Stored items:
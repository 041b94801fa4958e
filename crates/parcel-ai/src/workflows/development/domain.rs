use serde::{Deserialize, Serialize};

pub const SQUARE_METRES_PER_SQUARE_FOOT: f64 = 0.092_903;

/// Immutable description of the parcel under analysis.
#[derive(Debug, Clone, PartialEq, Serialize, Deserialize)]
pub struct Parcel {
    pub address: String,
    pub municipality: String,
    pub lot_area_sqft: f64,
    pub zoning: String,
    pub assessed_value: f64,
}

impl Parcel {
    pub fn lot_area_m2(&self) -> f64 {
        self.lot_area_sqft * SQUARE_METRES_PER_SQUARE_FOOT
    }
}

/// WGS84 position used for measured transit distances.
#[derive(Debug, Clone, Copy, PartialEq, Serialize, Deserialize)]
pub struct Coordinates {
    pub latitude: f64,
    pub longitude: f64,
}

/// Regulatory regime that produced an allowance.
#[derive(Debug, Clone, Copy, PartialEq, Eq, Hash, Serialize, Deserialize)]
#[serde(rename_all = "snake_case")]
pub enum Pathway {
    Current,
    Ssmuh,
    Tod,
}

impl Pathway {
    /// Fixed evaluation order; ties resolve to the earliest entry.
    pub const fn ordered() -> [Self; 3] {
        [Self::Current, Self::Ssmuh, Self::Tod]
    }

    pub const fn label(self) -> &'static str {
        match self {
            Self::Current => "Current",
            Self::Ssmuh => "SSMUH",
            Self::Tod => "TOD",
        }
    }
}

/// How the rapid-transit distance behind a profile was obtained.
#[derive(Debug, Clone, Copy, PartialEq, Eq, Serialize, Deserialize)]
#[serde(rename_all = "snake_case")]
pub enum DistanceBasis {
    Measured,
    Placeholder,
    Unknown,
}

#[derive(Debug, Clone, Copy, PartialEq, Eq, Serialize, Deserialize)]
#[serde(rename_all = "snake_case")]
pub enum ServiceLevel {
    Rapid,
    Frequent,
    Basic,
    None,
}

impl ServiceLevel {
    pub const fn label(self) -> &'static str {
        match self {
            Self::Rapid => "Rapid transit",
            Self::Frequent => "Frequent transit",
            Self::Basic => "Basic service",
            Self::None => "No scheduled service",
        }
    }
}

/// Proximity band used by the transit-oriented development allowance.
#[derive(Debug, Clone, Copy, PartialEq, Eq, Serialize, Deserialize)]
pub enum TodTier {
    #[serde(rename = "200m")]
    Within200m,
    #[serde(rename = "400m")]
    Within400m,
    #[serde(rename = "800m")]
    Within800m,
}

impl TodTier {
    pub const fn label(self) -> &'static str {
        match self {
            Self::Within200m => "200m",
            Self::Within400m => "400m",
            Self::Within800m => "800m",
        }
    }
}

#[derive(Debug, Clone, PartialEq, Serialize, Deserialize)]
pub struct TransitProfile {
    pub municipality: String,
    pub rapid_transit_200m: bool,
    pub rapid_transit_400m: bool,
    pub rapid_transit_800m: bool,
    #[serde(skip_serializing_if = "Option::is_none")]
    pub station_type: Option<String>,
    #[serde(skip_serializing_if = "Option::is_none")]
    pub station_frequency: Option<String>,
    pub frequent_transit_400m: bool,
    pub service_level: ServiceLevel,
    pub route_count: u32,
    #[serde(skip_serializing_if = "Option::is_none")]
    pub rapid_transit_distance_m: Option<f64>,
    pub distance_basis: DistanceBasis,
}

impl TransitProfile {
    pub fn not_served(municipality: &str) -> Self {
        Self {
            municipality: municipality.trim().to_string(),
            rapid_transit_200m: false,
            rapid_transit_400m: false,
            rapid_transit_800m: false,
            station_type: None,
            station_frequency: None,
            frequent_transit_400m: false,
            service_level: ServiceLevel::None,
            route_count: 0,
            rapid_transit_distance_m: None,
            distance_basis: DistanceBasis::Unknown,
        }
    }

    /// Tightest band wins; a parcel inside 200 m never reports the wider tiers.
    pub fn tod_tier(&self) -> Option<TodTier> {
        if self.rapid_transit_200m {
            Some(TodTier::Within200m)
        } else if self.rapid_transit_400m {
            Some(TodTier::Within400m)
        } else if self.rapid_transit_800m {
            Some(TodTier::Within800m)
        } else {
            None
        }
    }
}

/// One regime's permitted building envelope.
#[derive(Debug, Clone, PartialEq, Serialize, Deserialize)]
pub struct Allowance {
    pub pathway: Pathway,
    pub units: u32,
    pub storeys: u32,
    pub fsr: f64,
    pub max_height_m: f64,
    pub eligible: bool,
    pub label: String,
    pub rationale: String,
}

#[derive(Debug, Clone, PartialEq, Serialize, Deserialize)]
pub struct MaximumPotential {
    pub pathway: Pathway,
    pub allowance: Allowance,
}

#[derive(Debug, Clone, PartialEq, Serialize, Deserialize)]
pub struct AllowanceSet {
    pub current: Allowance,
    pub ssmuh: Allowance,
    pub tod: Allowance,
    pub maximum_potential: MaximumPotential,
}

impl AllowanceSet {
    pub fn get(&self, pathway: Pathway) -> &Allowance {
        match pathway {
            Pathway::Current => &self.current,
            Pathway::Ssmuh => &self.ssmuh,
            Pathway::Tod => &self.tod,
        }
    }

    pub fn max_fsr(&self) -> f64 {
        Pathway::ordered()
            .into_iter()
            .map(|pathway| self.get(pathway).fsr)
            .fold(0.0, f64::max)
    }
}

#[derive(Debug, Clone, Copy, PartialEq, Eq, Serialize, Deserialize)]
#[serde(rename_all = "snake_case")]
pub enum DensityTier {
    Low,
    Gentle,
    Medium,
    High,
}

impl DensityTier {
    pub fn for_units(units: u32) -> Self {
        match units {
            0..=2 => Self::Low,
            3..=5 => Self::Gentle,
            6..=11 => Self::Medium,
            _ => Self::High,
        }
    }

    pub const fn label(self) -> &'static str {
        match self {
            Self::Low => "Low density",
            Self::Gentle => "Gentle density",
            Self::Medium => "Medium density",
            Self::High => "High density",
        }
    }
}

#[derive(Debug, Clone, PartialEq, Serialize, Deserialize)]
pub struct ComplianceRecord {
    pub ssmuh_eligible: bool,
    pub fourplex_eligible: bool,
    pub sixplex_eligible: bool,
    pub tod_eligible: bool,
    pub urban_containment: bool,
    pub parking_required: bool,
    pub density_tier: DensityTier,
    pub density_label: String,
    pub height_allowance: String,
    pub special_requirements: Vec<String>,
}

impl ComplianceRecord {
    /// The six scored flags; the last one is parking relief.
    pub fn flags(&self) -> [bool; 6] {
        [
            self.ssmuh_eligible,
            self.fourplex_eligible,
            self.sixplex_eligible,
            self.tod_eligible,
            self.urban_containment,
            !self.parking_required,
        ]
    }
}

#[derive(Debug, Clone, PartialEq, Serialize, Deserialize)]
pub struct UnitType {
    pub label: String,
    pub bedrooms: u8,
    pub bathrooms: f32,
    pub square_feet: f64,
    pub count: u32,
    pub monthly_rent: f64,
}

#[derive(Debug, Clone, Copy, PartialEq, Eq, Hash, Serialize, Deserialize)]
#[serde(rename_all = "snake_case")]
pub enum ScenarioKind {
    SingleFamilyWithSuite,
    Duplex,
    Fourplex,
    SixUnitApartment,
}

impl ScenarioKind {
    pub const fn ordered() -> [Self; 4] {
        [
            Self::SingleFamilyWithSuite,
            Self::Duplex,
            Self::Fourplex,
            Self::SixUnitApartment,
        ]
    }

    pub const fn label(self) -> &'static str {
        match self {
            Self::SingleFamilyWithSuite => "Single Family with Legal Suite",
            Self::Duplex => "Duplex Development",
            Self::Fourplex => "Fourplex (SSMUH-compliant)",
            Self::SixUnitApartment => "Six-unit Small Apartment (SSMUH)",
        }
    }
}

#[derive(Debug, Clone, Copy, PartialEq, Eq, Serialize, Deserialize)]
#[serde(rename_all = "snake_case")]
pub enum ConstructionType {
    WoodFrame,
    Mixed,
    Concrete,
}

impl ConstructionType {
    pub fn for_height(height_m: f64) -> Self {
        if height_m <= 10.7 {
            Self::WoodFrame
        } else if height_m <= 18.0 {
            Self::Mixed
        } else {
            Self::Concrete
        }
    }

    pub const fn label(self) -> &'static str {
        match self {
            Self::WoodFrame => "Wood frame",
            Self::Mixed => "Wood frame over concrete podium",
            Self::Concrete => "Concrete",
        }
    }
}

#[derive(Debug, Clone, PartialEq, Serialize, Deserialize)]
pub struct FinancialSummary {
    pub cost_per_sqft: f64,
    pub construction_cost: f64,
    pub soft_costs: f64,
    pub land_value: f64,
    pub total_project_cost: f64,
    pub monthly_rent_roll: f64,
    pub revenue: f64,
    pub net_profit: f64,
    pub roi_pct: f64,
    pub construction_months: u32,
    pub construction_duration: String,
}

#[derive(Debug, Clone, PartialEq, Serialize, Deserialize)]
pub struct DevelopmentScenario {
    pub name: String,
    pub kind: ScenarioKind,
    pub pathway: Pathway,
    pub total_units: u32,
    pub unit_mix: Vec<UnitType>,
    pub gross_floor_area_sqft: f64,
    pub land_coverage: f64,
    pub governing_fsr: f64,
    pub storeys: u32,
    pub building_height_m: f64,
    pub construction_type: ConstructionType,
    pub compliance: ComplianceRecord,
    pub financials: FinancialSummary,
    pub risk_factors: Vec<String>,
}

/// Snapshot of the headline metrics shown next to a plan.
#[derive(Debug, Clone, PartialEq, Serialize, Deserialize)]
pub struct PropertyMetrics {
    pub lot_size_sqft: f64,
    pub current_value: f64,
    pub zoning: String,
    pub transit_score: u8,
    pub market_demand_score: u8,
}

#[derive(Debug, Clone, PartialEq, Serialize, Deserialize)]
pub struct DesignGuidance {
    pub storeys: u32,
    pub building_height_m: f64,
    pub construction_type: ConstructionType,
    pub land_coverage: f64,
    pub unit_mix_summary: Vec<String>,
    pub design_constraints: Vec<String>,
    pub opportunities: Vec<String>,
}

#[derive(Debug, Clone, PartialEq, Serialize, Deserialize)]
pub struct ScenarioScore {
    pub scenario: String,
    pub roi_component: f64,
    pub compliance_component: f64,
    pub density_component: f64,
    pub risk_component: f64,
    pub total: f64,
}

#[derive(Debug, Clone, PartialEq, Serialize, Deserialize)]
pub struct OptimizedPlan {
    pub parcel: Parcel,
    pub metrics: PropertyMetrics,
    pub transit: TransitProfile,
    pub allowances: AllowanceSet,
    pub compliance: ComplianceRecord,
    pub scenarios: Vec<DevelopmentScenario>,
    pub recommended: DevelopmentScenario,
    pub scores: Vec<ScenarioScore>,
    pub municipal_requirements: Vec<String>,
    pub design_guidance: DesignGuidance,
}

- _ACTIVITY_
Show the lines above with "SixUnitApartment".

- _RESPONSE_
    SixUnitApartment,
            Self::SixUnitApartment,
            Self::SixUnitApartment => "Six-unit Small Apartment (SSMUH)",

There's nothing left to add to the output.